From www.time.com/time/magazine/article/0,9171,46991-1,00.html
Keiko Saito wasn't concerned when a plastic-waste compacting plant
opened down the street from her house in Suginami, a well-to-do Tokyo
suburb. After all, the government had reassured residents that the
neatly landscaped facility posed no danger. But soon after the plant
started running four years ago, Saito's breasts began swelling
painfully, as if she were pregnant. Her testosterone level shot
through the roof. Whiskers sprouted on her chin, forcing Saito, now
age 63, to start shaving. Her hair tested positive for arsenic, lead
and mercury--all at high levels. She has to concentrate to avoid
slurring her words and sometimes has trouble thinking clearly. "I
feel," she says slowly, "as if I am standing in the middle of a
mist."
More than 400 people living near the Suginami Waste Transfer Station
have reported frightening symptoms since the plant opened, according
to the Society to Get Rid of Suginami Sickness, a citizens' group.

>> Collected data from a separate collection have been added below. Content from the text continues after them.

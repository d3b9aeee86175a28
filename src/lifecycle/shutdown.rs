//! Shutdown coordination.

use tokio::sync::broadcast;

/// One-shot shutdown coordinator.
///
/// Provides a broadcast channel that long-running tasks subscribe to. Only
/// the first [`trigger`](Shutdown::trigger) has an effect; receivers should
/// subscribe before the trigger can happen so it is never missed.
#[derive(Debug, Clone)]
pub struct Shutdown {
    tx: broadcast::Sender<()>,
}

impl Shutdown {
    pub fn new() -> Self {
        let (tx, _) = broadcast::channel(1);
        Self { tx }
    }

    /// Subscribe to the shutdown signal.
    pub fn subscribe(&self) -> broadcast::Receiver<()> {
        self.tx.subscribe()
    }

    /// Trigger the shutdown signal. Returns `false` when nobody was listening.
    pub fn trigger(&self) -> bool {
        self.tx.send(()).is_ok()
    }

    /// Number of tasks still subscribed.
    pub fn receiver_count(&self) -> usize {
        self.tx.receiver_count()
    }
}

impl Default for Shutdown {
    fn default() -> Self {
        Self::new()
    }
}

/// Resolve once `rx` observes a trigger or every sender is gone.
pub async fn triggered(mut rx: broadcast::Receiver<()>) {
    // Lagged cannot lose the signal: any message at all means shutdown.
    let _ = rx.recv().await;
}
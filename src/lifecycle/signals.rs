//! OS signal handling.
//!
//! Translates SIGINT and SIGTERM into a single value the caller awaits.
//! SIGKILL cannot be caught by a process, so it is not listed here.

use std::io;

/// Listeners for process termination signals.
pub struct TerminationSignals {
    #[cfg(unix)]
    interrupt: tokio::signal::unix::Signal,
    #[cfg(unix)]
    terminate: tokio::signal::unix::Signal,
}

impl TerminationSignals {
    /// Register the signal listeners. Must be called inside a Tokio runtime.
    #[cfg(unix)]
    pub fn install() -> io::Result<Self> {
        use tokio::signal::unix::{signal, SignalKind};

        Ok(Self {
            interrupt: signal(SignalKind::interrupt())?,
            terminate: signal(SignalKind::terminate())?,
        })
    }

    #[cfg(not(unix))]
    pub fn install() -> io::Result<Self> {
        Ok(Self {})
    }

    /// Wait for the next termination signal and return its name.
    #[cfg(unix)]
    pub async fn recv(&mut self) -> &'static str {
        tokio::select! {
            _ = self.interrupt.recv() => "SIGINT",
            _ = self.terminate.recv() => "SIGTERM",
        }
    }

    #[cfg(not(unix))]
    pub async fn recv(&mut self) -> &'static str {
        match tokio::signal::ctrl_c().await {
            Ok(()) => "ctrl-c",
            Err(e) => {
                tracing::error!(error = %e, "Ctrl-C listener failed");
                std::future::pending().await
            }
        }
    }
}
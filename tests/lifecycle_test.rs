//! Server lifecycle: bind, serve, shut down, clean up.

mod common;

use std::time::Duration;

use grpc_bootstrap::config::ConfigError;
use grpc_bootstrap::gateway::{health_handler, GatewayHandler, GatewayOptions};
use grpc_bootstrap::{
    BootstrapError, GatewayPort, InterceptorChain, RpcServer, ServerSettings, ServerState,
};
use tonic_health::pb::health_check_response::ServingStatus;
use tonic_health::pb::HealthCheckRequest;

use common::*;

#[tokio::test]
async fn tcp_server_answers_health_checks() {
    let server = health_server(&tcp_settings(38801), InterceptorChain::empty()).await;
    assert_eq!(server.local_addr(), "127.0.0.1:38801");
    let running = spawn(server).await;

    let mut client = tcp_health_client(38801).await;
    let response = client
        .check(HealthCheckRequest {
            service: String::new(),
        })
        .await
        .unwrap();
    assert_eq!(response.into_inner().status, ServingStatus::Serving as i32);

    running.stop().await.unwrap();
}

#[tokio::test]
async fn shutdown_handle_stops_server_and_closes_listener() {
    let server = health_server(&tcp_settings(38802), InterceptorChain::empty()).await;
    let running = spawn(server).await;
    let mut state = running.state.clone();

    running.stop().await.unwrap();
    assert_eq!(*state.borrow_and_update(), ServerState::Terminated);

    let connect = tokio::net::TcpStream::connect("127.0.0.1:38802").await;
    assert!(connect.is_err(), "listener still open after shutdown");
}

#[tokio::test]
async fn trigger_before_run_is_not_lost() {
    let server = health_server(&tcp_settings(38803), InterceptorChain::empty()).await;
    server.shutdown_handle().trigger();

    let result = tokio::time::timeout(
        Duration::from_secs(5),
        server.run_until(std::future::pending()),
    )
    .await
    .expect("early trigger was lost");
    assert!(result.is_ok());
}

#[tokio::test]
async fn run_until_future_stops_server() {
    let server = health_server(&tcp_settings(38804), InterceptorChain::empty()).await;
    let mut state = server.state();
    assert_eq!(*state.borrow(), ServerState::Constructed);

    let (tx, rx) = tokio::sync::oneshot::channel::<()>();
    let task = tokio::spawn(server.run_until(async {
        let _ = rx.await;
    }));
    wait_for(&mut state, ServerState::Running).await;

    tx.send(()).unwrap();
    task.await.unwrap().unwrap();
    assert_eq!(*state.borrow(), ServerState::Terminated);
}

#[cfg(unix)]
#[tokio::test]
async fn unix_socket_serves_and_is_removed_on_shutdown() {
    let dir = tempfile::tempdir().unwrap();
    let path = dir.path().join("grpc.sock");

    let server = health_server(&unix_settings(&path), InterceptorChain::empty()).await;
    assert!(path.exists());
    let running = spawn(server).await;

    let mut client = unix_health_client(&path).await;
    let response = client
        .check(HealthCheckRequest {
            service: String::new(),
        })
        .await
        .unwrap();
    assert_eq!(response.into_inner().status, ServingStatus::Serving as i32);

    running.stop().await.unwrap();
    assert!(!path.exists(), "socket file left behind");
}

#[cfg(unix)]
#[tokio::test]
async fn existing_socket_path_fails_to_bind() {
    let dir = tempfile::tempdir().unwrap();
    let path = dir.path().join("taken.sock");
    std::fs::write(&path, b"").unwrap();

    let err = RpcServer::from_settings(&unix_settings(&path), InterceptorChain::empty())
        .await
        .unwrap_err();
    assert!(matches!(err, BootstrapError::Bind { .. }));
    assert!(path.exists());
}

#[tokio::test]
async fn occupied_port_fails_to_bind() {
    let _holder = std::net::TcpListener::bind("127.0.0.1:38805").unwrap();
    let err = RpcServer::from_settings(&tcp_settings(38805), InterceptorChain::empty())
        .await
        .unwrap_err();
    assert!(matches!(err, BootstrapError::Bind { .. }));
}

#[tokio::test]
async fn invalid_settings_fail_before_binding() {
    let cases = [
        ServerSettings {
            transport: String::new(),
            ..tcp_settings(38806)
        },
        ServerSettings {
            transport: "udp".to_string(),
            ..tcp_settings(38806)
        },
        ServerSettings {
            address: String::new(),
            ..tcp_settings(38806)
        },
        ServerSettings {
            port: 0,
            ..tcp_settings(38806)
        },
    ];

    for settings in &cases {
        let err = RpcServer::from_settings(settings, InterceptorChain::empty())
            .await
            .unwrap_err();
        assert!(
            matches!(err, BootstrapError::Config(ConfigError::Validation(_))),
            "unexpected error for {settings:?}: {err}"
        );
    }

    // Nothing was bound on the port.
    let rebind = std::net::TcpListener::bind("127.0.0.1:38806");
    assert!(rebind.is_ok());
}

#[cfg(unix)]
#[tokio::test]
async fn failed_startup_releases_socket_path() {
    let dir = tempfile::tempdir().unwrap();
    let path = dir.path().join("restart.sock");
    let settings = unix_settings(&path);

    let mut server = health_server(&settings, InterceptorChain::empty()).await;
    let err = server
        .register_gateway(Vec::new(), GatewayOptions::default())
        .unwrap_err();
    assert!(matches!(err, BootstrapError::Registration(_)));
    drop(server);
    assert!(!path.exists(), "socket file left behind after failed startup");

    // A restart binds the same path.
    let server = health_server(&settings, InterceptorChain::empty()).await;
    let running = spawn(server).await;
    running.stop().await.unwrap();
    assert!(!path.exists());
}

#[tokio::test]
async fn run_releases_signal_listener_on_error() {
    let _holder = std::net::TcpListener::bind("127.0.0.1:38808").unwrap();

    let mut server = health_server(&tcp_settings(38807), InterceptorChain::empty()).await;
    let handlers: Vec<Box<dyn GatewayHandler>> = vec![Box::new(health_handler())];
    server
        .register_gateway(
            handlers,
            GatewayOptions::default().with_port(GatewayPort::Fixed(38808)),
        )
        .unwrap();
    // The server's own coordinator and the signal task hold the only senders.
    let mut rx = server.shutdown_handle().subscribe();

    let result = tokio::time::timeout(Duration::from_secs(5), server.run())
        .await
        .expect("gateway bind failure did not stop the server");
    assert!(matches!(result, Err(BootstrapError::Gateway { .. })));

    let closed = tokio::time::timeout(Duration::from_secs(1), async {
        while rx.recv().await.is_ok() {}
    })
    .await;
    assert!(closed.is_ok(), "signal listener outlived the server");
}
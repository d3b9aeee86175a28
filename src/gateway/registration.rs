//! Gateway handler registration.
//!
//! A gateway handler populates the shared HTTP multiplexer with routes that
//! translate HTTP requests into RPC calls against the primary server. Every
//! handler receives the same [`GatewayTarget`]: the server's endpoint and a
//! lazily-connected channel dialed with the [`DialOptions`].

use std::path::PathBuf;
use std::time::Duration;

use axum::Router;
use tonic::transport::{Channel, ClientTlsConfig, Endpoint};

use crate::config::{GatewayPort, ServerConfig, Transport};
use crate::error::{HandlerError, RegistrationError};
use crate::lifecycle::Shutdown;

/// Context shared by all handlers of one registration.
#[derive(Debug, Clone)]
pub struct GatewayContext {
    shutdown: Shutdown,
}

impl GatewayContext {
    pub fn new(shutdown: Shutdown) -> Self {
        Self { shutdown }
    }

    /// Coordinator that fires when the server shuts down. Handlers that spawn
    /// background work should stop it when this fires.
    pub fn shutdown(&self) -> &Shutdown {
        &self.shutdown
    }
}

/// Transport security used when dialing the primary server.
#[derive(Debug, Clone, Default)]
pub enum Credentials {
    /// Plaintext HTTP/2.
    #[default]
    Insecure,
    /// TLS with the given client configuration.
    Tls(ClientTlsConfig),
}

/// How the gateway dials the primary server.
#[derive(Debug, Clone, Default)]
pub struct DialOptions {
    pub credentials: Credentials,
    pub connect_timeout: Option<Duration>,
    pub request_timeout: Option<Duration>,
    pub user_agent: Option<String>,
}

impl DialOptions {
    /// Plaintext dialing with framework defaults.
    pub fn insecure() -> Self {
        Self::default()
    }
}

/// The primary server as seen by gateway handlers.
#[derive(Debug, Clone)]
pub struct GatewayTarget {
    endpoint: String,
    dial: DialOptions,
    channel: Channel,
}

impl GatewayTarget {
    /// Build a lazily-connected channel to the server described by `config`.
    pub fn connect_lazy(config: &ServerConfig, dial: DialOptions) -> Result<Self, RegistrationError> {
        let scheme = match dial.credentials {
            Credentials::Insecure => "http",
            Credentials::Tls(_) => "https",
        };
        // For unix sockets the authority is a placeholder; the connector dials the path.
        let uri = match config.transport {
            Transport::Tcp => format!("{scheme}://{}", config.endpoint()),
            Transport::Unix => format!("{scheme}://localhost"),
        };
        let invalid = |source| RegistrationError::InvalidEndpoint {
            endpoint: uri.clone(),
            source,
        };

        let mut endpoint = Endpoint::from_shared(uri.clone()).map_err(invalid)?;
        if let Some(timeout) = dial.connect_timeout {
            endpoint = endpoint.connect_timeout(timeout);
        }
        if let Some(timeout) = dial.request_timeout {
            endpoint = endpoint.timeout(timeout);
        }
        if let Some(agent) = &dial.user_agent {
            endpoint = endpoint.user_agent(agent.clone()).map_err(invalid)?;
        }
        if let Credentials::Tls(tls) = &dial.credentials {
            endpoint = endpoint
                .tls_config(tls.clone())
                .map_err(RegistrationError::TlsConfig)?;
        }

        let channel = match config.transport {
            Transport::Tcp => endpoint.connect_lazy(),
            Transport::Unix => connect_unix_lazy(&endpoint, PathBuf::from(&config.address)),
        };

        Ok(Self {
            endpoint: config.endpoint(),
            dial,
            channel,
        })
    }

    /// Address of the primary server (`host:port` or `unix:<path>`).
    pub fn endpoint(&self) -> &str {
        &self.endpoint
    }

    pub fn dial_options(&self) -> &DialOptions {
        &self.dial
    }

    /// A handle on the shared channel. Cloning is cheap.
    pub fn channel(&self) -> Channel {
        self.channel.clone()
    }
}

#[cfg(unix)]
fn connect_unix_lazy(endpoint: &Endpoint, path: PathBuf) -> Channel {
    use hyper_util::rt::TokioIo;
    use tokio::net::UnixStream;

    endpoint.connect_with_connector_lazy(tower::service_fn(move |_: http::Uri| {
        let path = path.clone();
        async move { Ok::<_, std::io::Error>(TokioIo::new(UnixStream::connect(path).await?)) }
    }))
}

#[cfg(not(unix))]
fn connect_unix_lazy(endpoint: &Endpoint, _path: PathBuf) -> Channel {
    endpoint.connect_lazy()
}

/// Registers translation routes on the gateway multiplexer.
pub trait GatewayHandler: Send + Sync {
    fn register(
        &self,
        ctx: &GatewayContext,
        mux: Router,
        target: &GatewayTarget,
    ) -> Result<Router, HandlerError>;
}

/// Build a handler from a closure.
pub fn handler_fn<F>(f: F) -> HandlerFn<F>
where
    F: Fn(&GatewayContext, Router, &GatewayTarget) -> Result<Router, HandlerError>
        + Send
        + Sync
        + 'static,
{
    HandlerFn { f }
}

/// Handler returned by [`handler_fn`].
#[derive(Clone)]
pub struct HandlerFn<F> {
    f: F,
}

impl<F> GatewayHandler for HandlerFn<F>
where
    F: Fn(&GatewayContext, Router, &GatewayTarget) -> Result<Router, HandlerError>
        + Send
        + Sync
        + 'static,
{
    fn register(
        &self,
        ctx: &GatewayContext,
        mux: Router,
        target: &GatewayTarget,
    ) -> Result<Router, HandlerError> {
        (self.f)(ctx, mux, target)
    }
}

/// Optional overrides for a registration. Unset fields take defaults.
#[derive(Debug, Default)]
pub struct GatewayOptions {
    /// Defaults to a context bound to the server's shutdown coordinator.
    pub context: Option<GatewayContext>,
    /// Defaults to an empty router.
    pub mux: Option<Router>,
    /// Defaults to [`DialOptions::insecure`].
    pub dial: Option<DialOptions>,
    /// Defaults to the configured gateway port.
    pub port: Option<GatewayPort>,
}

impl GatewayOptions {
    pub fn with_context(mut self, context: GatewayContext) -> Self {
        self.context = Some(context);
        self
    }

    pub fn with_mux(mut self, mux: Router) -> Self {
        self.mux = Some(mux);
        self
    }

    pub fn with_dial(mut self, dial: DialOptions) -> Self {
        self.dial = Some(dial);
        self
    }

    pub fn with_port(mut self, port: GatewayPort) -> Self {
        self.port = Some(port);
        self
    }
}

/// Run every handler in order against one multiplexer. The caller rejects an
/// empty list.
pub(crate) fn register_all(
    handlers: &[Box<dyn GatewayHandler>],
    ctx: &GatewayContext,
    mut mux: Router,
    target: &GatewayTarget,
) -> Result<Router, RegistrationError> {
    for (index, handler) in handlers.iter().enumerate() {
        mux = handler
            .register(ctx, mux, target)
            .map_err(|source| RegistrationError::Handler { index, source })?;
    }
    Ok(mux)
}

Local doctors are baffled, but Atsushi Katsuki, a specialist in
environmental science at Takachiho University in Tokyo, thinks the
problem is massive over-exposure to chemicals. He cites the waste
station as the likely culprit. "It should be closed immediately," he
says. A series of surveys by Tokyo city uncovered more than 90 toxic
substances around the site, including dioxin, one of the deadliest
known to man. But nobody, from ward bureaucrats up to the head of
Japan's Environment Agency, suggests closing it. "Unless we can
pinpoint the cause," says agency chief Kayoko Shimizu, "we can't
formulate a policy."
This is ground zero in Japan's toxic waste wars. Tragically, the
country has been here before. It was the searing images of the nerve-
damaged children of Minamata Bay in the 1970s that helped awaken the
world to the threat of mercury pollution. Today, some
environmentalists and scientists warn of a potentially more
devastating crisis. After decades of ignoring the dangers of toxic
chemicals and hazardous waste, Japan is pockmarked with thousands of
dangerous hot spots--from leaky garbage dumps and clandestine toxic-
waste sites to aging incinerators belching dioxin. The nation's
incinerators churn out almost 40% of the world's emissions of dioxin
and furan--a related contaminant--according to a report issued last
year by the United Nations Environment Program. Earlier this month,
four Greenpeace activists scaled a building beside an incinerator
facility in Tokyo and dropped a protest banner proclaiming Tokyo the
world's dioxin capital. Even the Americans have gotten a whiff. An
incinerator spewing dioxin-laden exhaust onto the grounds of a U.S.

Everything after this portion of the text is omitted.